Ragione di credito sufficiente a fondare la legittimità del provvedimento è la ragionevole fondatezza della pretesa. Questa situazione richiede l'esistenza di una prova dimostrativa certa, che determini nell'amministrazione non la certezza nella fondatezza della pretesa (ché altrimenti verrebbe meno la natura cautelare del provvedimento), ma la convinzione che esiste un motivo sicuro del suo diritto, che giustifica e legittima la soggezione del debitore all'adempimento (Cons. Stato, sez. VI, sent. 26.6.2003, n. 3850).
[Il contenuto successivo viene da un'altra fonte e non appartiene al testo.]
pub use crate::app::pipelines::lead_pipeline::LeadPipeline;
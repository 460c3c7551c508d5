pub mod aggregator;
pub mod classifier;
pub mod sanitizer;

pub use aggregator::{aggregate_all, crosstab, default_groupings};
pub use classifier::Classifier;
pub use sanitizer::sanitize_dataset;
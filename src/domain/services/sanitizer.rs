use crate::domain::model::Dataset;
use regex::Regex;
use serde_json::Value;
use std::borrow::Cow;
use std::sync::LazyLock;

// Control characters Sheets and XLSX reject inside a cell.
static ILLEGAL_CHARACTERS: LazyLock<Regex> = LazyLock::new(|| {
    Regex::new(r"[\x00-\x08\x0B\x0C\x0E-\x1F]").expect("illegal character pattern is valid")
});

pub fn clean_str(text: &str) -> Cow<'_, str> {
    ILLEGAL_CHARACTERS.replace_all(text, "")
}

/// Strips illegal characters from strings; every other value passes through.
pub fn clean_value(value: &mut Value) {
    if let Value::String(text) = value {
        if let Cow::Owned(cleaned) = clean_str(text) {
            *text = cleaned;
        }
    }
}

pub fn sanitize_dataset(mut dataset: Dataset) -> Dataset {
    let mut cleaned = 0usize;
    for record in dataset.records_mut() {
        for value in record.data.values_mut() {
            let before = value.as_str().map(str::len);
            clean_value(value);
            if before != value.as_str().map(str::len) {
                cleaned += 1;
            }
        }
    }
    if cleaned > 0 {
        tracing::debug!("Removed illegal characters from {} cells", cleaned);
    }
    dataset
}
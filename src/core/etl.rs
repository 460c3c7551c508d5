use crate::core::Pipeline;
use crate::domain::model::{DateRange, PublishSummary, Report};
use crate::utils::error::Result;
use std::fmt;
use std::sync::Mutex;

/// Run progress. Stages only ever move forward, one step at a time.
#[derive(Debug, Clone, Copy, PartialEq, Eq, PartialOrd, Ord)]
pub enum Stage {
    Configured,
    Queried,
    Classified,
    Sanitized,
    Aggregated,
    Published,
    Done,
}

impl Stage {
    pub fn next(self) -> Option<Stage> {
        match self {
            Stage::Configured => Some(Stage::Queried),
            Stage::Queried => Some(Stage::Classified),
            Stage::Classified => Some(Stage::Sanitized),
            Stage::Sanitized => Some(Stage::Aggregated),
            Stage::Aggregated => Some(Stage::Published),
            Stage::Published => Some(Stage::Done),
            Stage::Done => None,
        }
    }
}

impl fmt::Display for Stage {
    fn fmt(&self, f: &mut fmt::Formatter<'_>) -> fmt::Result {
        let name = match self {
            Stage::Configured => "configured",
            Stage::Queried => "queried",
            Stage::Classified => "classified",
            Stage::Sanitized => "sanitized",
            Stage::Aggregated => "aggregated",
            Stage::Published => "published",
            Stage::Done => "done",
        };
        f.write_str(name)
    }
}

#[derive(Debug, Clone, PartialEq, Eq)]
pub struct RunSummary {
    pub range: DateRange,
    pub rows: usize,
    pub publish: PublishSummary,
}

pub struct EtlEngine<P: Pipeline> {
    pipeline: P,
    stage: Mutex<Stage>,
}

impl<P: Pipeline> EtlEngine<P> {
    pub fn new(pipeline: P) -> Self {
        Self {
            pipeline,
            stage: Mutex::new(Stage::Configured),
        }
    }

    /// Last stage the run completed.
    pub fn stage(&self) -> Stage {
        self.stage
            .lock()
            .map(|s| *s)
            .unwrap_or_else(|poisoned| *poisoned.into_inner())
    }

    fn advance(&self) {
        let mut stage = self
            .stage
            .lock()
            .unwrap_or_else(|poisoned| poisoned.into_inner());
        if let Some(next) = stage.next() {
            tracing::debug!("Stage {} -> {}", *stage, next);
            *stage = next;
        }
    }

    /// Any failure aborts the run; nothing is retried.
    pub async fn run(&self, range: DateRange) -> Result<RunSummary> {
        let result = self.run_stages(range).await;
        if let Err(e) = &result {
            tracing::error!("Run aborted after stage '{}': {}", self.stage(), e);
        }
        result
    }

    async fn run_stages(&self, range: DateRange) -> Result<RunSummary> {
        tracing::info!("Starting lead triage run for {}", range);

        // Extract
        let raw = self.pipeline.extract(&range).await?;
        self.advance();
        tracing::info!("Fetched {} records", raw.len());

        // Transform
        let classified = self.pipeline.classify(raw)?;
        self.advance();

        let sanitized = self.pipeline.sanitize(classified);
        self.advance();

        let aggregations = self.pipeline.aggregate(&sanitized)?;
        self.advance();
        tracing::info!("Built {} cross-tabulations", aggregations.len());

        // Load
        let report = Report {
            range,
            dataset: sanitized,
            aggregations,
        };
        let publish = self.pipeline.load(&report).await?;
        self.advance();
        tracing::info!(
            "Published {} sheets to {}",
            publish.sheets_written,
            publish.destination
        );

        self.advance();
        Ok(RunSummary {
            range,
            rows: report.dataset.len(),
            publish,
        })
    }
}
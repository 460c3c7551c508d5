use crate::domain::ports::SentimentScorer;

/// VADER lexicon-and-rule scorer.
#[derive(Debug, Clone, Copy, Default)]
pub struct VaderScorer;

impl VaderScorer {
    pub fn new() -> Self {
        Self
    }
}

impl SentimentScorer for VaderScorer {
    fn compound(&self, text: &str) -> f64 {
        // 詞典是全域共享的，建立分析器本身很便宜
        let analyzer = vader_sentiment::SentimentIntensityAnalyzer::new();
        analyzer
            .polarity_scores(text)
            .get("compound")
            .copied()
            .unwrap_or(0.0)
    }
}
// ABOUTME: Readiness probing policies and in-container probe execution.
// ABOUTME: Distinguishes "process running" from "service actually serving".

use crate::runtime::{ExecConfig, ExecOps};
use std::time::Duration;

/// How long a single probe may take before it counts as not ready.
///
/// Probes run inside the poll tick, so they must stay cheap; the curl probes
/// also carry their own --max-time 1.
pub const PROBE_TIMEOUT: Duration = Duration::from_millis(1500);

/// Readiness policy for one service.
///
/// Probes execute inside the service's own container, so they work whether or
/// not host ports are exposed.
#[derive(Debug, Clone, PartialEq, Eq)]
pub enum ProbePolicy {
    /// Run the command and compare its stdout against "200".
    HttpStatus { command: Vec<String> },
    /// Run the command; ready iff it exits successfully. Used for the
    /// database, where connect/auth success is the signal and the query's
    /// result is irrelevant.
    QuerySuccess { command: Vec<String> },
    /// No probe: the service counts as ready as soon as it is running.
    AlwaysReady,
}

impl ProbePolicy {
    /// HTTP status probe from a shell command line.
    pub fn http(shell: &str, command_line: &str) -> Self {
        ProbePolicy::HttpStatus {
            command: shell_command(shell, command_line),
        }
    }

    /// Query probe from an argv-style command.
    pub fn query(argv: &[&str]) -> Self {
        ProbePolicy::QuerySuccess {
            command: argv.iter().map(|s| s.to_string()).collect(),
        }
    }
}

fn shell_command(shell: &str, command_line: &str) -> Vec<String> {
    vec![
        shell.to_string(),
        "-c".to_string(),
        command_line.to_string(),
    ]
}

/// Run the readiness probe for a service container.
///
/// Every failure mode - exec error, non-zero exit, timeout - reads as "not
/// ready"; probing never produces a system error.
pub async fn is_ready<G: ExecOps>(gateway: &G, container: &str, policy: &ProbePolicy) -> bool {
    let command = match policy {
        ProbePolicy::AlwaysReady => return true,
        ProbePolicy::HttpStatus { command } | ProbePolicy::QuerySuccess { command } => command,
    };

    let config = ExecConfig {
        cmd: command.clone(),
        ..Default::default()
    };

    let result = match tokio::time::timeout(PROBE_TIMEOUT, gateway.exec(container, &config)).await {
        Ok(Ok(result)) => result,
        Ok(Err(e)) => {
            tracing::debug!("probe exec failed for {}: {}", container, e);
            return false;
        }
        Err(_elapsed) => {
            tracing::debug!("probe timed out for {}", container);
            return false;
        }
    };

    interpret(policy, &result.stdout_text(), result.exit_code)
}

/// Interpret probe output according to the policy.
fn interpret(policy: &ProbePolicy, stdout: &str, exit_code: i64) -> bool {
    match policy {
        ProbePolicy::HttpStatus { .. } => stdout == "200",
        ProbePolicy::QuerySuccess { .. } => exit_code == 0,
        ProbePolicy::AlwaysReady => true,
    }
}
In tal senso è la giurisprudenza del Consiglio di Stato (Cons. Stato, sez. IV, 27.2.1998, n. 350, secondo cui ai sensi dell'art. 69, r.d. 18 novembre 1923, n. 2440, il fermo amministrativo è provvedimento di autotutela cautelare, che, proprio per la sua natura, cautelare e intrinsecamente provvisoria, può essere adottato non solo quando il diritto di credito a cautela del quale è disposto sia già definitivamente accertato, ma anche quando il credito sia contestato, ma sia ragionevole ritenerne l'esistenza, posto che suo presupposto normativo è la mera «ragione di credito», e non la provata esistenza del credito stesso. In modo ancor più netto Cons. Stato, sez. IV, 14.1.1999, n. 23 ha ritenuto che il fermo amministrativo ha natura cautelare che non esige il definitivo accertamento del credito, ma solo la non manifesta infondatezza della pretesa recuperatoria dell'amministrazione).


Il provvedimento è di competenza delle singole amministrazioni creditrici e la forma è quella della lettera circolare diretta alle amministrazioni che si presumono debitrici di somme, cioè di obbligazioni di carattere solamente pecuniario nei confronti dello stesso privato.


L'istituto è temporaneo per sua natura perché spiega i suoi effetti solo fino a quando non intervenga un provvedimento definitivo che disponga la revoca del fermo, per i seguenti motivi:


1) per adempimento da parte del privato,
2) per successivo accertamento dell'insussistenza del credito dello Stato,
3) per incameramento delle somme dovute dallo Stato al privato a soddisfazione del controcredito dello Stato azionato con il fermo.


In quest'ultima ipotesi si verifica quella compensazione o conguaglio (poiché la compensazione come conosciuta dall'art. 1241 è istituto sconosciuto alla materia contabile in forza del contrario principio c.d. di integrità operativa di cui all'art. 226 del reg. per l'amministrazione del patrimonio e per la contabilità generale dello Stato r.d. 23 maggio 1924 n. 827 , per cui "tutte le entrate , a qualsiasi titolo introitate debbono essere versate nelle casse dello Stato") di cui il fermo costituisce anticipazione, come eccezionale, derogatoria ipotesi di esercizio di potestà di autotutela, in forza del quale l'amministrazione si pone in una posizione di assoluta preminenza in rapporti di natura privata, non attinenti a funzioni né finalità pubbliche (sulla legittimità costituzionale del fermo, in ogni caso, v. Corte Cost. 19.4.1972 n. 67).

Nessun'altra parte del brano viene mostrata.